■ **TASK INSTRUCTIONS**
Work out how many lines below contain "snapshot", then write only that number.

■ **Saved entries**
_____

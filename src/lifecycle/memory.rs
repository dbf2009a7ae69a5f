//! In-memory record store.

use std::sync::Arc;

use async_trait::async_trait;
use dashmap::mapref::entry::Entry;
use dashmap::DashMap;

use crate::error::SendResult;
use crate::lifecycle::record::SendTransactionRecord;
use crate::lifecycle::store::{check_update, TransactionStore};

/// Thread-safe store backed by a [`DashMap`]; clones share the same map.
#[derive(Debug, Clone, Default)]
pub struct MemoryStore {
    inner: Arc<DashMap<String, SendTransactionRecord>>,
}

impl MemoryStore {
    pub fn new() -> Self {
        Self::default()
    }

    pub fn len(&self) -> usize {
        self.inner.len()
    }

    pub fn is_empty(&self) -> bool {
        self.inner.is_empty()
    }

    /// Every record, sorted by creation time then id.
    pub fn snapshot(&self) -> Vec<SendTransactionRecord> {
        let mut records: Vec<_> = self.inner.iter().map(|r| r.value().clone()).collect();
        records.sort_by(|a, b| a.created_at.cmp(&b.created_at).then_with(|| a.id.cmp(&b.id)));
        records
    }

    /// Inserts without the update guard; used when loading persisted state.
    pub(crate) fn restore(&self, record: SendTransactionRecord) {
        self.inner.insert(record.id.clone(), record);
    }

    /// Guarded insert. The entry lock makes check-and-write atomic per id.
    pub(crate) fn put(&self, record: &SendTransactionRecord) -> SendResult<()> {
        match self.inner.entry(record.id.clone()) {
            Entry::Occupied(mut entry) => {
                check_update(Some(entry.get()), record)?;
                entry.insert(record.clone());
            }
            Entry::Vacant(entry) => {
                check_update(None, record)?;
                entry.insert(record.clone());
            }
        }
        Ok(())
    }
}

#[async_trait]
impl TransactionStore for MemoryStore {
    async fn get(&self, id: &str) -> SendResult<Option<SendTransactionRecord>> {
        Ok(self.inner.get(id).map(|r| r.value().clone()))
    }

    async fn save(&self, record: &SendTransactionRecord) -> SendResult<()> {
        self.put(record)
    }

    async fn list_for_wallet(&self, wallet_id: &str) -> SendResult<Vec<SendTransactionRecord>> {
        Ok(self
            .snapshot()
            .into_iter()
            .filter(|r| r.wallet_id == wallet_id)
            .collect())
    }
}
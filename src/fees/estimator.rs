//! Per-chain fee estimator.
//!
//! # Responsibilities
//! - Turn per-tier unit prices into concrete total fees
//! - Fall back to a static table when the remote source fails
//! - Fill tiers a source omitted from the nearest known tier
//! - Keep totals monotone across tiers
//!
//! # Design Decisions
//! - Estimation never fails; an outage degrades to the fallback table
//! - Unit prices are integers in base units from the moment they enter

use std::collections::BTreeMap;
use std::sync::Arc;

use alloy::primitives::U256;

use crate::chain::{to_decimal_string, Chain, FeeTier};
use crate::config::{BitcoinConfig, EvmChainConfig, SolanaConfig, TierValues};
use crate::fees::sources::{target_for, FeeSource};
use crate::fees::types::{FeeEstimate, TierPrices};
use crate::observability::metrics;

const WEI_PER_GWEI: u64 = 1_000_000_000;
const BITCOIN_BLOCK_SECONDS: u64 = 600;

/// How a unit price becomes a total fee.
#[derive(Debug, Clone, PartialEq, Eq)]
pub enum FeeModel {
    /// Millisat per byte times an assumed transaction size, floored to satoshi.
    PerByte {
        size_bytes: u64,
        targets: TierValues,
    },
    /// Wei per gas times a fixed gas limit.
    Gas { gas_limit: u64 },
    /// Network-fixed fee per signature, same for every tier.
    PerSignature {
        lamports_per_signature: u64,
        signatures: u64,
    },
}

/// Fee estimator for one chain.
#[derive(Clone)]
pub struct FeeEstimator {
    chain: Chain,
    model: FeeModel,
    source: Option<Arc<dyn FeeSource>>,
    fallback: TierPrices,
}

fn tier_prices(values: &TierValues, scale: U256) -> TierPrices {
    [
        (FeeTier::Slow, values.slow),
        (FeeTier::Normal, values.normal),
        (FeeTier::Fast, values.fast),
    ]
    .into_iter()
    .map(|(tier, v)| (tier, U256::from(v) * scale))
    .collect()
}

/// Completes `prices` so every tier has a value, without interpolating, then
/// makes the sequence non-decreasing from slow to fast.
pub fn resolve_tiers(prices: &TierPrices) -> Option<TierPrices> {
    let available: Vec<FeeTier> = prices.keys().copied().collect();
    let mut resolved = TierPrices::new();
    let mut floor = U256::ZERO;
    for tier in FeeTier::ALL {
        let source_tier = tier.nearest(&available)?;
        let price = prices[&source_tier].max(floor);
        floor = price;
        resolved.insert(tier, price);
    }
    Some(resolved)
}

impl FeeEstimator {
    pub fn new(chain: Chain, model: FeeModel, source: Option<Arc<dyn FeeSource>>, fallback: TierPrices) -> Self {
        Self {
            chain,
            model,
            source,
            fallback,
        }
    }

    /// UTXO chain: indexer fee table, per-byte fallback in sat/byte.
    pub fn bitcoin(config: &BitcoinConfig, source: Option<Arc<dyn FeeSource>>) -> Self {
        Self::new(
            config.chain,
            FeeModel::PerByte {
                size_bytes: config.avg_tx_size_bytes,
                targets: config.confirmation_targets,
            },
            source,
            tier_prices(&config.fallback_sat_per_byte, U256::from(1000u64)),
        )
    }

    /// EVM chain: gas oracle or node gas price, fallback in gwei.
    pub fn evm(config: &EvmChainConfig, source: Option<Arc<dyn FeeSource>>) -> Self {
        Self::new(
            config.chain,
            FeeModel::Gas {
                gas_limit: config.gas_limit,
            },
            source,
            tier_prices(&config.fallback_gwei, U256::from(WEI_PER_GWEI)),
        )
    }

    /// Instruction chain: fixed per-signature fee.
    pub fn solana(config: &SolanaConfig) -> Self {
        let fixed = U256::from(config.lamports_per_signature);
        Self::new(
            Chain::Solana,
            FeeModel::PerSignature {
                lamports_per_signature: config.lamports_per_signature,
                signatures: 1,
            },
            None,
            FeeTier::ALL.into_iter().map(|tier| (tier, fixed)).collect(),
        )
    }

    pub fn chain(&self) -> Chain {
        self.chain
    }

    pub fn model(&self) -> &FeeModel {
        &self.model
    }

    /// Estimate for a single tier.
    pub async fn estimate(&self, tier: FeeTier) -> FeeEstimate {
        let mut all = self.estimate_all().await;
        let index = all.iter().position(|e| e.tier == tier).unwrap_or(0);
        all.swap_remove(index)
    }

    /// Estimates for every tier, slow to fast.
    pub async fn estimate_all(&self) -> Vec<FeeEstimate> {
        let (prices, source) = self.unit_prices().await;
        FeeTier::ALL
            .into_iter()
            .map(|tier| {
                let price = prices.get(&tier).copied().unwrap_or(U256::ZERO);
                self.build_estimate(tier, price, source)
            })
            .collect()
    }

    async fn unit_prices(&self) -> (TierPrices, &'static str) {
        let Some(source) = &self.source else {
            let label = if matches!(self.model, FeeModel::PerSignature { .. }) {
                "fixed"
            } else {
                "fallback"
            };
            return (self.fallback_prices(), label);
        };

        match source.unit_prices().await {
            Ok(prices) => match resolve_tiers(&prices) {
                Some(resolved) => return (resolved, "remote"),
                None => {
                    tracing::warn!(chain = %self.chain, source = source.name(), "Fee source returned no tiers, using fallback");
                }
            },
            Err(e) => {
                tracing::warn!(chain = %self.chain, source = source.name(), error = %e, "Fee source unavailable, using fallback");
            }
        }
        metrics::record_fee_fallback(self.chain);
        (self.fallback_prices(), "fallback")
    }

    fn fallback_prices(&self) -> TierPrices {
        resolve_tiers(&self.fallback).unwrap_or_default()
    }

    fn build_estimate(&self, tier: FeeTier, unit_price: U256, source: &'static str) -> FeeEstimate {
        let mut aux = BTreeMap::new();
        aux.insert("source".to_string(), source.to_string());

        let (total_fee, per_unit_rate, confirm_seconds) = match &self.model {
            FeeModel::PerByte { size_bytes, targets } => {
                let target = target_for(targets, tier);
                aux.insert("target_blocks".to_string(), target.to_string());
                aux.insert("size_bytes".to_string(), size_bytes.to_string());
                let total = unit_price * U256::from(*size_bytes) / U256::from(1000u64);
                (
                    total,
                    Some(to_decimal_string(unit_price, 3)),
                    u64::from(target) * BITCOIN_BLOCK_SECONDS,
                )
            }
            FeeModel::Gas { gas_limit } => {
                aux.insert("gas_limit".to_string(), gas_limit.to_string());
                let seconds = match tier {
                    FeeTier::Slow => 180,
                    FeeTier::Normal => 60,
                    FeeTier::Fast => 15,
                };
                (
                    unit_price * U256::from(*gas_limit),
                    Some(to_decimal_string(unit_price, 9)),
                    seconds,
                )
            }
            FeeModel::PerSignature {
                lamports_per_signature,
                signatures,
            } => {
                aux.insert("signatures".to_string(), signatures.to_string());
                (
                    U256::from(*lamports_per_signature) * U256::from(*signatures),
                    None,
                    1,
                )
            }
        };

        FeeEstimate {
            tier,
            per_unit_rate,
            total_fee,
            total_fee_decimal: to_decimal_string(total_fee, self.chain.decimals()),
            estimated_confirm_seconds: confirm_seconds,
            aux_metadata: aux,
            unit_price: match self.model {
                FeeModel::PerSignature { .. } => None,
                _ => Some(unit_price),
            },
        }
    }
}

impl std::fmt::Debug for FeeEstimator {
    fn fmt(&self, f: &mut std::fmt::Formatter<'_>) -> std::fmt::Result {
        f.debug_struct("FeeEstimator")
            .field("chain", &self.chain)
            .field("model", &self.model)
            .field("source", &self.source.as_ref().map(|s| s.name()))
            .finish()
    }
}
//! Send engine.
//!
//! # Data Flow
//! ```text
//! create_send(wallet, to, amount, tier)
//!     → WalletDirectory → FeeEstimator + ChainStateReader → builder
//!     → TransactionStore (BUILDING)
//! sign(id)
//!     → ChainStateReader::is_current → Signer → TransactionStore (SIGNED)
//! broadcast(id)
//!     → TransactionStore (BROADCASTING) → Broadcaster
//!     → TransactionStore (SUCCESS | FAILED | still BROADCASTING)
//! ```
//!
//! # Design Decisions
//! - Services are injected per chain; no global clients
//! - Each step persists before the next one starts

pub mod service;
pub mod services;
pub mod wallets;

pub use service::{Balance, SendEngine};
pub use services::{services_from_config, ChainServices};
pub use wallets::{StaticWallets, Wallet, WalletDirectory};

_____

■ **ANSWER FOR THIS EXERCISE**
2